Como se dava o contato com esses grupos?
*** Que grupos? Exceção feita aos profissionais de Primeira Leitura, o único grupo com os qual eu me encontrava era o formado pelos médicos que tiraram os tumores benignos da minha cabeça — só deixaram as coisas malignas, para tristeza de alguns. Ah, sim, também me encontrei, mas não foi reunião secreta, para trocar figurinhas do álbum Fifa World Germany 2006. As minhas filhas decidiram preencher dois álbuns. E mantive conversas com a minoria radical dos usuários de chapéu. Hás mais regras que regulam o mundo dos chapéus, se você quiser ser um expert, do que as cerimônias do Palácio de Buckingham. Eu me interesso por esses movimentos de minorias sectárias e irrelevantes. As minorias só são chatas quando querem ser relevantes e impor sua agenda. Nunca ninguém me convidou para usar cilício ou fazer tiro ao alvo na foto de Guevara, aquela do Kordas, que ganhou aquele corte visionário, em que o homicida mira o futuro. Se tivessem convidado, talvez eu aceitasse. Isso é uma piada. Eu aviso porque até piada anda precisando de tecla SAP...
Há quanto tempo a revista operava no vermelho?
*** A revista nunca operou no vermelho. Passaria a operar se não fechássemos.
Na prática, de que forma a decisão de não aceitar o “cálice do adesismo” provocou a derrocada financeira do veículo?

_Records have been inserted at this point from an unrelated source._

//! Inspect command implementation
//!
//! Loads an existing atlas image and reports its layout.

use std::path::Path;
use std::process::ExitCode;

use anyhow::{Context, Result};
use cellcube_spec::BackendError;
use cellcube_texture::generate::load_atlas;
use colored::Colorize;

use super::json_output::{print_json, InspectOutput, JsonError};

/// Run the inspect command
///
/// # Arguments
/// * `file` - Path to an atlas PNG
/// * `json_output` - Whether to output machine-readable JSON
pub fn run(file: &str, json_output: bool) -> Result<ExitCode> {
    if json_output {
        run_json(file)
    } else {
        run_human(file)
    }
}

fn run_human(file: &str) -> Result<ExitCode> {
    println!("{} {}", "Inspecting:".cyan().bold(), file);

    let result =
        load_atlas(Path::new(file)).with_context(|| format!("Failed to load atlas: {}", file))?;
    let metadata = &result.metadata;

    println!(
        "{} {}x{} ({} px faces, {})",
        "Atlas:".dimmed(),
        metadata.atlas_width,
        metadata.atlas_height,
        metadata.face_size,
        if metadata.has_alpha { "RGBA" } else { "RGB" }
    );
    println!("{} {}", "Hash:".dimmed(), result.hash);
    println!("\n{}", "Faces:".bold());
    for cell in &metadata.faces {
        println!(
            "  {:<8} px ({:>5}, {:>5})  uv [{:.2}-{:.2}] x [{:.2}-{:.2}]  {:?}",
            cell.face.as_str(),
            cell.x,
            cell.y,
            cell.uv.u_min,
            cell.uv.u_max,
            cell.uv.v_min,
            cell.uv.v_max,
            cell.transform
        );
    }

    Ok(ExitCode::SUCCESS)
}

fn run_json(file: &str) -> Result<ExitCode> {
    let output = match load_atlas(Path::new(file)) {
        Ok(result) => InspectOutput {
            success: true,
            errors: Vec::new(),
            file: Some(file.to_string()),
            metadata: Some(result.metadata),
        },
        Err(e) => InspectOutput {
            success: false,
            errors: vec![JsonError::new(e.code(), e.message())],
            file: Some(file.to_string()),
            metadata: None,
        },
    };
    print_json(&output)?;

    Ok(if output.success {
        ExitCode::SUCCESS
    } else {
        ExitCode::from(1)
    })
}

#[cfg(test)]
mod tests {
    use super::*;
    use cellcube_spec::{AtlasParams, NoiseType};
    use cellcube_texture::generate::{generate_atlas, save_atlas};

    #[test]
    fn test_inspect_generated_atlas() {
        let dir = tempfile::tempdir().unwrap();
        let mut params = AtlasParams::procedural(NoiseType::Base);
        params.size = 4;
        let saved = save_atlas(&generate_atlas(&params).unwrap(), dir.path(), "a").unwrap();
        let path = saved.png_path.to_str().unwrap();

        assert_eq!(run(path, false).unwrap(), ExitCode::SUCCESS);
        assert_eq!(run(path, true).unwrap(), ExitCode::SUCCESS);
    }

    #[test]
    fn test_inspect_missing_file() {
        let dir = tempfile::tempdir().unwrap();
        let path = dir.path().join("missing.png");
        let path = path.to_str().unwrap();

        assert!(run(path, false).is_err());
        assert_eq!(run(path, true).unwrap(), ExitCode::from(1));
    }
}
//! cellcube CLI - Seamless cube textures from 3D cellular noise
//!
//! This binary generates cube atlases, prints UV maps for subdivided cube
//! meshes, and inspects or validates atlas inputs.

use clap::Parser;
use std::process::ExitCode;

mod cli_args;

use cellcube_cli::{commands, logging};
use cli_args::{Cli, Commands};

fn main() -> ExitCode {
    let cli = Cli::parse();
    logging::init_logging(cli.verbose);

    let result = match cli.command {
        Commands::Generate {
            params,
            out_root,
            stem,
            json,
        } => commands::generate::run(
            params.config.as_deref(),
            &params.overrides(),
            out_root.as_deref(),
            &stem,
            json,
        ),
        Commands::Validate { params, json } => {
            commands::validate::run(params.config.as_deref(), &params.overrides(), json)
        }
        Commands::Uv { segs, json } => commands::uv::run(segs, json),
        Commands::Inspect { file, json } => commands::inspect::run(&file, json),
    };

    match result {
        Ok(code) => code,
        Err(e) => {
            eprintln!("{}: {:#}", colored::Colorize::red("error"), e);
            ExitCode::from(1)
        }
    }
}
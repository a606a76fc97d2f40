//! Generate command implementation
//!
//! Produces a cube atlas (generated or loaded) and writes it with its
//! metadata sidecar.

use std::path::Path;
use std::process::ExitCode;
use std::time::Instant;

use anyhow::{Context, Result};
use cellcube_spec::{validate_params, AtlasParams, BackendError};
use cellcube_texture::generate::{artifact_stem, resolve_atlas, save_atlas};
use chrono::NaiveDateTime;
use colored::Colorize;

use super::json_output::{
    error_codes, print_json, validation_error_to_json, validation_warning_to_json, GenerateOutput,
    GenerateResult, JsonError,
};
use super::reporting;
use crate::input::{load_run_params, LoadedParams, ParamOverrides};

/// Default artifact stem.
pub const DEFAULT_STEM: &str = "atlas";

/// Run the generate command
///
/// # Arguments
/// * `config` - Optional JSON parameter file
/// * `overrides` - Parameter flags layered over the config
/// * `out_root` - Output directory (default: current directory)
/// * `stem` - Artifact file stem
/// * `json_output` - Whether to output machine-readable JSON
///
/// # Returns
/// Exit code: 0 success, 1 invalid parameters, 2 generation error
pub fn run(
    config: Option<&str>,
    overrides: &ParamOverrides,
    out_root: Option<&str>,
    stem: &str,
    json_output: bool,
) -> Result<ExitCode> {
    if json_output {
        run_json(config, overrides, out_root, stem)
    } else {
        run_human(config, overrides, out_root, stem)
    }
}

/// Draw a random seed for procedural runs that did not pick one.
///
/// Returns whether a seed was drawn.
pub fn draw_seed_if_unset(loaded: &mut LoadedParams) -> bool {
    if loaded.seed_given || loaded.params.noise_type.is_none() {
        return false;
    }
    loaded.params.seed = rand::random();
    loaded.seed_given = true;
    true
}

fn timestamp(params: &AtlasParams) -> Option<NaiveDateTime> {
    params
        .timestamp
        .then(|| chrono::Local::now().naive_local())
}

fn run_human(
    config: Option<&str>,
    overrides: &ParamOverrides,
    out_root: Option<&str>,
    stem: &str,
) -> Result<ExitCode> {
    let start = Instant::now();
    let out_root = out_root.unwrap_or(".");

    if let Some(config) = config {
        println!("{} {}", "Config:".cyan().bold(), config);
    }
    let mut loaded = load_run_params(config, overrides)?;
    let drawn = draw_seed_if_unset(&mut loaded);
    let params = loaded.params;

    match (&params.noise_type, &params.file_path) {
        (Some(noise), _) => println!("{} {} noise", "Generating:".cyan().bold(), noise),
        (None, Some(file)) => println!("{} {}", "Loading:".cyan().bold(), file),
        (None, None) => {}
    }
    println!("{} {}", "Output root:".cyan().bold(), out_root);

    let validation = validate_params(&params);
    if !validation.is_ok() {
        reporting::print_validation_errors(&validation);
        println!(
            "\n{} Parameter validation failed with {} error(s)",
            "FAILED".red().bold(),
            validation.errors.len()
        );
        return Ok(ExitCode::from(1));
    }
    reporting::print_validation_warnings(&validation);

    if params.noise_type.is_some() {
        let origin = if drawn { " (random)" } else { "" };
        println!("{} {}{}", "Seed:".dimmed(), params.seed, origin.dimmed());
    }

    let result = match resolve_atlas(&params) {
        Ok(result) => result,
        Err(e) => {
            println!("\n{} [{}] {}", "GENERATION FAILED".red().bold(), e.code(), e);
            return Ok(ExitCode::from(2));
        }
    };

    let stem = artifact_stem(stem, timestamp(&params));
    let saved = save_atlas(&result, Path::new(out_root), &stem)
        .with_context(|| format!("Failed to write atlas to {}", out_root))?;

    println!(
        "\n{} Wrote {}x{} atlas in {}ms",
        "SUCCESS".green().bold(),
        result.atlas.width(),
        result.atlas.height(),
        start.elapsed().as_millis()
    );
    println!("  {} {}", "Image:".dimmed(), saved.png_path.display());
    println!("  {} {}", "Metadata:".dimmed(), saved.metadata_path.display());
    println!("  {} {}", "Hash:".dimmed(), &result.hash[..16]);

    Ok(ExitCode::SUCCESS)
}

fn run_json(
    config: Option<&str>,
    overrides: &ParamOverrides,
    out_root: Option<&str>,
    stem: &str,
) -> Result<ExitCode> {
    let start = Instant::now();
    let out_root = out_root.unwrap_or(".");

    let mut loaded = match load_run_params(config, overrides) {
        Ok(loaded) => loaded,
        Err(e) => {
            let error = JsonError::new(error_codes::CONFIG, format!("{:#}", e));
            print_json(&GenerateOutput::failure(vec![error], vec![]))?;
            return Ok(ExitCode::from(1));
        }
    };
    draw_seed_if_unset(&mut loaded);
    let params = loaded.params;

    let validation = validate_params(&params);
    let warnings: Vec<_> = validation
        .warnings
        .iter()
        .map(validation_warning_to_json)
        .collect();
    if !validation.is_ok() {
        let errors = validation
            .errors
            .iter()
            .map(validation_error_to_json)
            .collect();
        print_json(&GenerateOutput::failure(errors, warnings))?;
        return Ok(ExitCode::from(1));
    }

    let result = match resolve_atlas(&params) {
        Ok(result) => result,
        Err(e) => {
            let error = JsonError::new(e.code(), e.message());
            print_json(&GenerateOutput::failure(vec![error], warnings))?;
            return Ok(ExitCode::from(2));
        }
    };

    let stem = artifact_stem(stem, timestamp(&params));
    let saved = match save_atlas(&result, Path::new(out_root), &stem) {
        Ok(saved) => saved,
        Err(e) => {
            let error = JsonError::new(error_codes::WRITE, e.to_string());
            print_json(&GenerateOutput::failure(vec![error], warnings))?;
            return Ok(ExitCode::from(2));
        }
    };

    let output = GenerateOutput::success(
        GenerateResult {
            png_path: saved.png_path.display().to_string(),
            metadata_path: saved.metadata_path.display().to_string(),
            hash: result.hash,
            seed: params.seed,
            metadata: result.metadata,
            duration_ms: start.elapsed().as_millis() as u64,
        },
        warnings,
    );
    print_json(&output)?;

    Ok(ExitCode::SUCCESS)
}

*** Bom, isso tem de ser indagado aos veículos que têm menos circulação do que nós, menos leitores do que nós, menos importância do que nós, mas que, não obstante, estão recheados de anúncios de estatais. O que sei é que havia anunciantes com receio de ver seu nome estampado em Primeira Leitura. Temiam retaliação. Alguns nos diziam: “Se vocês pegassem mais leve...” Lamento é não ter batido mais. Somos os únicos a bater? Não, há mais gente. Ocorre que, no Brasil, hoje em dia, o cara não liga de ser chamado de ladrão. Ele pensa: “Ah, todo mundo é”. Mas ele não suporta ser chamado de totalitário ou stalinista. Aí, fica bravinho e decide mover campanha contra a revista provando, então, que é um totalitário stalinista...

Que tipo de empresas ou grupos ofereceram patrocínio e foram negados? Por quê?
*** Ninguém ofereceu. Se oferecesse, a gente aceitava, desde que não fossem empresas associadas à exploração de sexo com crianças e animais... Talvez eu fizesse alguma restrição também a ONGs que defendessem comida japonesa ou que promovessem o Bolero, de Ravel. Fora isso, sem problemas. Se o Banco do Brasil, a Petrobras e a Caixa Econômica Federal quiserem patrocinar o meu blog ou o de qualquer outro profissional que pertenceu ao Primeira Leitura, a gente aceita. Posso garantir que chegaremos facilmente, de novo, a 2 milhões de page views. Só não podem tentar enfiar o nariz no que a gente escreve.

Gostaria de usar esse espaço para agradecer alguém em nome da revista?
*** Agradeço aos leitores e àqueles que anunciaram, nesse tempo, em Primeira Leitura, cientes de que um anúncio não quer dizer endosso à linha editorial da revista. Aproveito para reiterar que site e revista fecharam no melhor da sua forma, não foram ficando magrinhos, pálidos, para morrer aos poucos. O leitor não merecia. Agradeço também às centenas de manifestações de apreço pelos dois veículos e de pesar por terem chegado ao fim. Eu e Rui dissemos isto na carta e reitero: fomos os únicos responsáveis por tudo o que foi dito na revista e no site, por sua linha editorial, por seus posicionamentos inequívocos. Não somos vítimas nem de nossas escolhas. Fomos senhores delas. O tempo inteiro. Gosto muito de uma epígrafe que está no livro The Captive Mind, de Czeslaw Milosz, cuja leitura aproveito para recomendar. E atribuída a um velho judeu da Galícia. Não reproduzo ipsis litteris, mas o sentido: se você tem entre 30% e 60% de certeza sobre determinadas coisas, todos dirão que você é um cara firme. Se tiver 75%, já começa a ser suspeito. Mas ai de você se tiver 100%: logo dirão que você é um fanático. Tínhamos 100% de convicção sobre muita coisa. Chamberlain e Daladier tinham, sei lá, no máximo 50% de certezas sobre Hitler. Deu no que deu. Churchill tinha 100%. Por isso, o beberrão que recendia a charutos e uísque é meu herói, e os outros dois são pulhas detestáveis. Morremos donos do nosso nariz. À diferença de Lula, nós sempre soubemos de tudo.